**WORK INSTRUCTION:** Quote the entries below from the line with "#[derive(Debug, Default)]" through the line with "all completed yet.", both ends included, and only those lines.

**Stored data:**
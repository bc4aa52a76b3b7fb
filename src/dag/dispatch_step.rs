// src/dag/dispatch_step.rs

//! Result types for single dispatcher steps.

use crate::dag::node::ScheduledNode;
use crate::errors::DagflowError;
use crate::types::NodeId;

/// Structured result of one `dispatch` call.
///
/// Useful for tests that drive the dispatcher by hand and want to make
/// assertions about exactly what happened to each candidate.
#[derive(Debug, Default)]
pub struct DispatchStep {
    /// Nodes claimed by this call; the caller must hand them to a work service.
    pub launched: Vec<ScheduledNode>,
    /// Idle candidates whose parents have not all completed yet.
    pub not_ready: Vec<NodeId>,
    /// Candidates that were already processing or done.
    pub already_claimed: Vec<NodeId>,
    /// Candidates left untouched because dispatching is paused.
    pub deferred: Vec<NodeId>,
    /// Per-candidate failures (e.g. unknown ids). Siblings are unaffected.
    pub errors: Vec<DagflowError>,
}

impl DispatchStep {
    pub fn launched_ids(&self) -> Vec<NodeId> {
        self.launched.iter().map(|n| n.id.clone()).collect()
    }
}

/// Structured result of completing one node.
#[derive(Debug, Clone)]
pub struct CompletionStep {
    pub node: NodeId,
    /// Children for which this completion was the last outstanding parent.
    pub newly_ready: Vec<NodeId>,
}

**SOLUTION BELOW:**
#[derive(Debug, Default)]
pub struct DispatchStep {
    /// Nodes claimed by this call; the caller must hand them to a work service.
    pub launched: Vec<ScheduledNode>,
    /// Idle candidates whose parents have not all completed yet.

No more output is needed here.